*** Extracted entries ***
//! Typed HTTP client for the invoice API.

use std::time::Duration;

use reqwest::{Method, RequestBuilder, Response, StatusCode};
use serde::Deserialize;
use serde::de::DeserializeOwned;
use thiserror::Error;

use crate::config::{CliConfig, QuickDefaults};
use crate::models::{Folder, InvoiceRecord, InvoiceRequest, InvoiceStatus, NewFolder, RevenueStats, User};
use crate::services::{CreatedInvoice, InvoiceDetail, SearchQuery};

#[derive(Debug, Error)]
pub enum ClientError {
    #[error("Unauthorized: check the configured apiKey")]
    Unauthorized,

    #[error("Not found: {0}")]
    NotFound(String),

    #[error("Validation failed: {0}")]
    Validation(String),

    #[error("Conflict: {0}")]
    Conflict(String),

    #[error("Server returned {status}: {message}")]
    Server { status: u16, message: String },

    #[error("Request failed: {0}")]
    Transport(#[from] reqwest::Error),

    #[error("Invalid configuration: {0}")]
    Config(String),
}

pub type ClientResult<T> = Result<T, ClientError>;

#[derive(Debug, Default, Deserialize)]
struct ErrorBody {
    #[serde(default)]
    error: String,
    #[serde(default)]
    details: Option<String>,
}

impl ErrorBody {
    fn message(self) -> String {
        match self.details {
            Some(details) if !details.is_empty() => format!("{} ({})", self.error, details),
            _ => self.error,
        }
    }
}

#[derive(Clone)]
pub struct ApiClient {
    http: reqwest::Client,
    base_url: String,
    api_key: String,
    defaults: QuickDefaults,
}

impl ApiClient {
    pub fn new(config: &CliConfig) -> ClientResult<Self> {
        let base_url = config.api_url.trim_end_matches('/').to_string();
        reqwest::Url::parse(&base_url)
            .map_err(|e| ClientError::Config(format!("apiUrl '{}': {}", config.api_url, e)))?;

        let http = reqwest::Client::builder()
            .timeout(Duration::from_secs(30))
            .build()?;

        Ok(Self {
            http,
            base_url,
            api_key: config.api_key.clone(),
            defaults: config.quick_defaults.clone(),
        })
    }

    pub fn quick_defaults(&self) -> &QuickDefaults {
        &self.defaults
    }

    fn request(&self, method: Method, path: &str) -> RequestBuilder {
        let builder = self.http.request(method, format!("{}{}", self.base_url, path));
        if self.api_key.is_empty() {
            builder
        } else {
            builder.bearer_auth(&self.api_key)
        }
    }

    /// Turn non-2xx responses into the matching error kind
    async fn check(response: Response) -> ClientResult<Response> {
        let status = response.status();
        if status.is_success() {
            return Ok(response);
        }

        let text = response.text().await.unwrap_or_default();
        let message = serde_json::from_str::<ErrorBody>(&text)
            .map(ErrorBody::message)
            .unwrap_or(text);

        tracing::debug!(status = status.as_u16(), %message, "API request failed");

        Err(match status {
            StatusCode::UNAUTHORIZED => ClientError::Unauthorized,
            StatusCode::NOT_FOUND => ClientError::NotFound(message),
            StatusCode::UNPROCESSABLE_ENTITY | StatusCode::BAD_REQUEST => ClientError::Validation(message),
            StatusCode::CONFLICT => ClientError::Conflict(message),
            other => ClientError::Server {
                status: other.as_u16(),
                message,
            },
        })
    }

    async fn send_json<T: DeserializeOwned>(&self, builder: RequestBuilder) -> ClientResult<T> {
        let response = Self::check(builder.send().await?).await?;
        Ok(response.json().await?)
    }

    pub async fn me(&self) -> ClientResult<User> {
        self.send_json(self.request(Method::GET, "/me")).await
    }

    pub async fn list_folders(&self) -> ClientResult<Vec<Folder>> {
        self.send_json(self.request(Method::GET, "/folders")).await
    }

    pub async fn create_folder(&self, folder: &NewFolder) -> ClientResult<Folder> {
        self.send_json(self.request(Method::POST, "/folders").json(folder)).await
    }

    pub async fn get_folder(&self, folder_id: &str) -> ClientResult<Folder> {
        self.send_json(self.request(Method::GET, &format!("/folders/{}", folder_id)))
            .await
    }

    pub async fn list_folder_invoices(&self, folder_id: &str) -> ClientResult<Vec<InvoiceRecord>> {
        self.send_json(self.request(Method::GET, &format!("/folders/{}/invoices", folder_id)))
            .await
    }

    pub async fn create_invoice(&self, folder_id: &str, request: &InvoiceRequest) -> ClientResult<CreatedInvoice> {
        let builder = self
            .request(Method::POST, &format!("/folders/{}/invoices", folder_id))
            .json(request);
        self.send_json(builder).await
    }

    pub async fn search_invoices(&self, query: &SearchQuery) -> ClientResult<Vec<InvoiceRecord>> {
        self.send_json(self.request(Method::GET, "/invoices").query(query))
            .await
    }

    pub async fn get_invoice(&self, invoice_id: &str) -> ClientResult<InvoiceDetail> {
        self.send_json(self.request(Method::GET, &format!("/invoices/{}", invoice_id)))
            .await
    }

    pub async fn update_status(&self, invoice_id: &str, status: InvoiceStatus) -> ClientResult<InvoiceRecord> {
        let builder = self
            .request(Method::PATCH, &format!("/invoices/{}/status", invoice_id))
            .json(&serde_json::json!({ "status": status }));
        self.send_json(builder).await
    }

    pub async fn download_pdf(&self, invoice_id: &str) -> ClientResult<Vec<u8>> {
        let builder = self.request(Method::GET, &format!("/invoices/{}/pdf", invoice_id));
        let response = Self::check(builder.send().await?).await?;
        Ok(response.bytes().await?.to_vec())
    }

    pub async fn stats(&self, folder_id: Option<&str>) -> ClientResult<RevenueStats> {
        let mut builder = self.request(Method::GET, "/stats");
        if let Some(folder) = folder_id {
            builder = builder.query(&[("folder", folder)]);
        }
        self.send_json(builder).await
    }
}

#[cfg(test)]
mod tests {
    use super::*;

    #[test]
    fn rejects_unparseable_api_url() {
        let config = CliConfig {
            api_url: "not a url".to_string(),
            ..CliConfig::default()
        };
        assert!(matches!(ApiClient::new(&config), Err(ClientError::Config(_))));
    }

    #[test]
    fn strips_trailing_slash_and_keeps_defaults() {
        let mut config = CliConfig {
            api_url: "http://localhost:8787/".to_string(),
            ..CliConfig::default()
        };
        config.quick_defaults.due_in_days = 30;

        let client = ApiClient::new(&config).unwrap();
        assert_eq!(client.base_url, "http://localhost:8787");
        assert_eq!(client.quick_defaults().due_in_days, 30);
    }

    #[test]
    fn error_body_message_includes_details() {
        let body = ErrorBody {
            error: "Validation error".to_string(),
            details: Some("currency: must be 3 letters".to_string()),
        };
        assert_eq!(body.message(), "Validation error (currency: must be 3 letters)");
    }
}
mod folder;
mod invoice;
mod invoice_line_item;
mod stats;
mod user;

pub use folder::{Folder, NewFolder};
pub use invoice::{Contact, InvoiceRecord, InvoiceRequest, InvoiceStatus, StoredInvoice, Totals};
pub use invoice_line_item::InvoiceLineItem;
pub use stats::{CurrencyTotals, RevenueStats};
pub use user::User;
*** End of Extracted entries ***
__To do__
Could you please copy the lines above exactly, beginning at the first and ending at the line that contains "pub fn new(config: &CliConfig)"?

__Solved problem__
//! Typed HTTP client for the invoice API.

use std::time::Duration;

use reqwest::{Method, RequestBuilder, Response, StatusCode};
use serde::Deserialize;
use serde::de::DeserializeOwned;
use thiserror::Error;

use crate::config::{CliConfig, QuickDefaults};
use crate::models::{Folder, InvoiceRecord, InvoiceRequest, InvoiceStatus, NewFolder, RevenueStats, User};
use crate::services::{CreatedInvoice, InvoiceDetail, SearchQuery};

#[derive(Debug, Error)]
pub enum ClientError {
    #[error("Unauthorized: check the configured apiKey")]
    Unauthorized,

    #[error("Not found: {0}")]
    NotFound(String),

    #[error("Validation failed: {0}")]
    Validation(String),

    #[error("Conflict: {0}")]
    Conflict(String),

    #[error("Server returned {status}: {message}")]
    Server { status: u16, message: String },

    #[error("Request failed: {0}")]
    Transport(#[from] reqwest::Error),

    #[error("Invalid configuration: {0}")]
    Config(String),
}

pub type ClientResult<T> = Result<T, ClientError>;

#[derive(Debug, Default, Deserialize)]
struct ErrorBody {
    #[serde(default)]
    error: String,
    #[serde(default)]
    details: Option<String>,
}

impl ErrorBody {
    fn message(self) -> String {
        match self.details {
            Some(details) if !details.is_empty() => format!("{} ({})", self.error, details),
            _ => self.error,
        }
    }
}

#[derive(Clone)]
pub struct ApiClient {
    http: reqwest::Client,
    base_url: String,
    api_key: String,
    defaults: QuickDefaults,
}

impl ApiClient {
    pub fn new(config: &CliConfig) -> ClientResult<Self> {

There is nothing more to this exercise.